Now my Christian reason is this. It is in the death of Jesus, called the anointed, i.e. Messiah, i.e. Christ (a Greek form of Messiah), it is in this death that we die. We are exterminated in him but not so that we are no longer alive. Since he was raised from death by God, we also are alive to that same Spirit in a wholly new way, a way that we could not have discovered without this particular death in and of our world. They say he gave his life for the life of the world. That's us. We are 'in him' to live not to die, but we must first die to live. But it is life and a new world in this present time, whatever else this hope leads to.

Hey - is this new world any good? Or does it need fixing also (tikkun olam)?
It needs fixing also, but it is good, like the good of Genesis, and the good of the Psalms, and a good that cannot be fully spoken or explained. Taste and see.
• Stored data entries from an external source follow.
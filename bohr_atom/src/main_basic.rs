//! Basic Bohr Model Walkthrough
//!
//! Prints the core quantities of a hydrogen-like ion:
//! - Energy levels in joules and electronvolts
//! - Orbital radii in meters and ångström
//! - Balmer transitions with their colour
//! - Comparison against a second ion
//! - Ionization energy
//!
//! Usage:
//!   bohr_basic [--z 1] [--n-max 5] [--compare 2] [--equations] [-v]

use bohr_atom::{BohrError, BohrModel, EnergyLevelDiagram, SpectralSeries, BOHR_EQUATIONS, BOHR_VARIABLES};
use clap::Parser;
use common::{banner, equations_panel, logging, section, Align, Table};

/// Upper bound on tabulated levels and lines per series
const MAX_LEVEL: i64 = 1000;

#[derive(Parser, Debug)]
#[command(version, about = "Energy levels, orbit radii and Balmer lines of a hydrogen-like ion")]
struct Args {
    /// Atomic number of the ion (1 = hydrogen, 2 = He⁺, ...)
    #[arg(short, long, default_value_t = 1)]
    z: u32,

    /// Highest principal quantum number to tabulate
    #[arg(short, long, default_value_t = 5, value_parser = clap::value_parser!(u32).range(1..=MAX_LEVEL))]
    n_max: u32,

    /// Atomic number of the ion to compare against
    #[arg(short, long, default_value_t = 2)]
    compare: u32,

    /// Print the equation panel before the tables
    #[arg(long)]
    equations: bool,

    /// Increase verbosity level (-v for INFO, -vv for DEBUG, -vvv for TRACE)
    #[arg(short, long, action = clap::ArgAction::Count)]
    verbose: u8,

    /// Suppress all log output
    #[arg(short, long, conflicts_with = "verbose")]
    quiet: bool,
}

fn main() -> Result<(), BohrError> {
    let args = Args::parse();
    logging::init(args.verbose, args.quiet);

    let atom = BohrModel::new(args.z)?;
    log::info!("running basic walkthrough for {atom} up to n={}", args.n_max);

    println!("{}", banner(&format!("BASIC EXAMPLE: HYDROGEN-LIKE ION, Z={}", atom.z())));
    println!("\nModel: {atom}");

    if args.equations {
        println!("\n{}", equations_panel("Bohr Model", BOHR_EQUATIONS, BOHR_VARIABLES));
    }

    print_energy_levels(&atom, args.n_max)?;
    print_orbital_radii(&atom, args.n_max)?;
    print_balmer_lines(&atom)?;
    print_comparison(&atom, &BohrModel::new(args.compare)?)?;
    print_ionization(&atom)?;

    println!("\n{}", banner("END OF EXAMPLE"));
    Ok(())
}

fn print_energy_levels(atom: &BohrModel, n_max: u32) -> Result<(), BohrError> {
    println!("{}", section("1. ENERGY LEVELS"));

    let diagram = EnergyLevelDiagram::new(atom, n_max, &[])?;

    let mut table = Table::new(["n", "E (J)", "E (eV)"]).align(0, Align::Left);
    for level in &diagram.levels {
        table.push_row([
            level.n.to_string(),
            format!("{:.4e}", atom.energy_level(level.n)?),
            format!("{:.3}", level.energy_ev),
        ]);
    }
    print!("{}", table.render());
    Ok(())
}

fn print_orbital_radii(atom: &BohrModel, n_max: u32) -> Result<(), BohrError> {
    println!("{}", section("2. ORBITAL RADII"));

    let mut table = Table::new(["n", "r (m)", "r (Å)"]).align(0, Align::Left);
    for n in 1..=n_max {
        table.push_row([
            n.to_string(),
            format!("{:.4e}", atom.orbital_radius(n)?),
            format!("{:.3}", atom.orbital_radius_angstrom(n)?),
        ]);
    }
    print!("{}", table.render());
    Ok(())
}

fn print_balmer_lines(atom: &BohrModel) -> Result<(), BohrError> {
    println!("{}", section("3. ELECTRONIC TRANSITIONS - BALMER SERIES"));
    println!("(transitions down to n=2)\n");

    let mut table = Table::new(["transition", "|ΔE| (J)", "λ (nm)", "ν (Hz)", "region"])
        .align(0, Align::Left)
        .align(4, Align::Left);
    for line in atom.series_lines(SpectralSeries::Balmer, 4)? {
        table.push_row([
            line.transition.to_string(),
            format!("{:.4e}", line.photon_energy()),
            format!("{:.1}", line.wavelength_nm),
            format!("{:.4e}", line.frequency),
            line.region().name().to_string(),
        ]);
    }
    print!("{}", table.render());
    Ok(())
}

fn print_comparison(atom: &BohrModel, other: &BohrModel) -> Result<(), BohrError> {
    println!("{}", section(&format!("4. COMPARISON: Z={} vs Z={}", atom.z(), other.z())));

    let e_atom = atom.energy_level_ev(1)?;
    let e_other = other.energy_level_ev(1)?;
    let r_atom = atom.orbital_radius_angstrom(1)?;
    let r_other = other.orbital_radius_angstrom(1)?;

    println!("\nGround state (n=1):");
    let mut table = Table::new(["ion", "E₁ (eV)", "r₁ (Å)"]).align(0, Align::Left);
    table.push_row([format!("Z={}", atom.z()), format!("{e_atom:.2}"), format!("{r_atom:.3}")]);
    table.push_row([format!("Z={}", other.z()), format!("{e_other:.2}"), format!("{r_other:.3}")]);
    print!("{}", table.render());

    println!("\nEnergy ratio: E(Z={})/E(Z={}) = {:.2}", other.z(), atom.z(), e_other / e_atom);
    println!("Radius ratio: r(Z={})/r(Z={}) = {:.2}", other.z(), atom.z(), r_other / r_atom);
    Ok(())
}

fn print_ionization(atom: &BohrModel) -> Result<(), BohrError> {
    println!("{}", section("5. IONIZATION ENERGY"));

    println!("\nEnergy needed to ionize Z={} from n=1:", atom.z());
    println!("  E_ionization = {:.2} eV", atom.ionization_energy_ev(1)?);
    println!("  Equivalent to {:.1} kJ/mol", atom.ionization_energy_kj_per_mol(1)?);
    Ok(())
}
It's not original with me. It permeates Paul's writing in the NT. And if I learned from him, he yet did not explain what he meant. Such explanation is impossible. We are mystery to each other and to ourselves. If I say the mystery is resolved by this conundrum, it is only in doing that it is found by anyone else based on whatever pointer is tested. Paul is a pointer. He at least is recognized, if hated by many. I am also pointing. I am not an authority. I have like Amos, no standing anywhere in particular. I am outside the guild of scholars and I am not ordained. Why would anyone want such a difficult job? But it is no game that I am playing, even if I must play by so called 'secular' rules.

And I must play by these rules for very good equally Christian reasons. (O adjectives!) The reason is simple, any imposition of explanation on another person or any living being is abuse of power.

You are absolutely entitled to ignore me. Mind you, you don't have to. Comments are open.